I'm also not too keen on Beethoven's fifth.


----------



## Aramis (Mar 1, 2009)

I can't say I dislike it but Liszt's piano concerto No. 1 was big disappointment for me. He wrote two great symphonies, many amazing music for solo piano, but this synthesis of symphonic and piano music didn't really come off. It's enjoyable piece, but it's not a grand, massive work like piano concerto should be.


----------



## Dim7 (Apr 24, 2009)

Aramis said:


> I can't say I dislike it but Liszt's piano concerto No. 1 was big disappointment for me. He wrote two great symphonies, many amazing music for solo piano, but this synthesis of symphonic and piano music didn't really come off. It's enjoyable piece, but it's not a grand, massive work like piano concerto should be.
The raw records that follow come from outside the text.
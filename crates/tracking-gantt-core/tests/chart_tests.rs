mod common;

use common::{write_snapshot, THREE_ACTIVITIES};
use tracking_gantt_core::{
    create_gantt_chart, read_snapshot, ChartOptions, GanttRendererBuilder, LineStyle, Snapshot,
};

#[test]
fn test_end_to_end_three_activities() {
    let (temp_dir, path) = write_snapshot("ProjSnap.txt", THREE_ACTIVITIES);
    let output = temp_dir.path().join("gantt.svg");

    let snapshot = read_snapshot(&path).expect("Failed to read snapshot");
    let layout = create_gantt_chart(
        &snapshot.chart_input(),
        &ChartOptions::default(),
        Some(output.as_path()),
    )
    .expect("Failed to create chart");

    assert_eq!(layout.rows.len(), 2);
    assert_eq!(layout.rows[0].activity, 1);
    assert_eq!(layout.rows[0].span, (5, 12));
    assert_eq!(layout.rows[1].activity, 2);
    assert_eq!(layout.rows[1].span, (3, 12));
    assert_eq!(layout.x_range, (0.0, 13.0));

    let svg = std::fs::read_to_string(&output).expect("Failed to read chart");
    assert!(svg.contains("<svg"));
}

#[test]
fn test_render_twice_is_identical() {
    let mut snapshot: Snapshot = THREE_ACTIVITIES.parse().expect("parse");
    snapshot.timepoint = 7;
    let renderer = GanttRendererBuilder::new().build().expect("renderer");

    let first = renderer.render(&snapshot.chart_input()).expect("first render");
    let second = renderer.render(&snapshot.chart_input()).expect("second render");

    assert_eq!(first, second);
    assert_eq!(first.x_range, second.x_range);
    assert_eq!(first.rows.len(), second.rows.len());
}

#[test]
fn test_timepoint_controls_past_marker() {
    let mut snapshot: Snapshot = THREE_ACTIVITIES.parse().expect("parse");
    let renderer = GanttRendererBuilder::new().build().expect("renderer");

    let layout = renderer.layout(&snapshot.chart_input()).expect("layout");
    assert!(layout.shading.is_none());
    assert!(layout.now_line.is_none());

    snapshot.timepoint = 8;
    let layout = renderer.layout(&snapshot.chart_input()).expect("layout");
    let shading = layout.shading.expect("shading for positive timepoint");
    assert_eq!(shading.x, (0.0, 8.0));
    assert_eq!(shading.y, layout.y_range);
    let now = layout.now_line.expect("now line for positive timepoint");
    assert_eq!((now.from.0, now.to.0), (8.0, 8.0));
    assert_eq!(now.style, LineStyle::Dashed);
}

#[test]
fn test_revised_tick_only_when_baseline_moves() {
    let mut snapshot: Snapshot = THREE_ACTIVITIES.parse().expect("parse");
    snapshot.new_baseline = snapshot.baseline.clone();
    let renderer = GanttRendererBuilder::new().build().expect("renderer");

    let layout = renderer.layout(&snapshot.chart_input()).expect("layout");
    for row in &layout.rows {
        let ticks: Vec<_> = row.ticks().collect();
        assert_eq!(ticks.len(), 1, "activity {}", row.activity);
        assert_eq!(ticks[0].style, LineStyle::Dashed);
    }
}

#[test]
fn test_max_time_floor_extends_axis() {
    let snapshot: Snapshot = THREE_ACTIVITIES.parse().expect("parse");
    let renderer = GanttRendererBuilder::new()
        .with_max_time(30)
        .build()
        .expect("renderer");

    let layout = renderer.layout(&snapshot.chart_input()).expect("layout");
    assert_eq!(layout.x_range, (0.0, 31.0));
    assert_eq!(layout.major_ticks.last(), Some(&30));
}

#[test]
fn test_png_output() {
    let snapshot: Snapshot = THREE_ACTIVITIES.parse().expect("parse");
    let temp_dir = tempfile::TempDir::new().expect("Failed to create temp dir");
    let output = temp_dir.path().join("charts").join("gantt.png");

    let renderer = GanttRendererBuilder::new()
        .with_figure_size(500, 400)
        .with_output_path(Some(&output))
        .build()
        .expect("renderer");
    renderer.render(&snapshot.chart_input()).expect("render");

    let bytes = std::fs::read(&output).expect("Failed to read chart");
    assert!(bytes.starts_with(b"\x89PNG"));
}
How about Liszt's second piano concerto? Or Totentanz?


----------



## Aramis (Mar 1, 2009)

I like them, of course. I prefer second concerto to the first, but it's still mini-concerto for me.


----------



## altiste (Jun 11, 2008)

Although he's not quite my favourite composer, there are some piano works by John Cage that I really quite like, so I'd say his 4'33" is my least favourite.

I agree too on the Beethoven Violin Concerto, that would be one of my least favourite works by one of my favourite composers.


----------



## World Violist (May 31, 2007)

Beethoven: Symphony No. 5... or the violin concerto
Mahler: Symphony No. 4 (and I'm tired of people trying to get me to like it)
Shostakovich: Festival Overture or whatever it is
Sibelius: Finlandia, absolutely, though "Finland Awakes" is pretty darn good, I must say... just not good enough to be great.
Richard Strauss: Don Juan (empty orchestration is all I get out of it...)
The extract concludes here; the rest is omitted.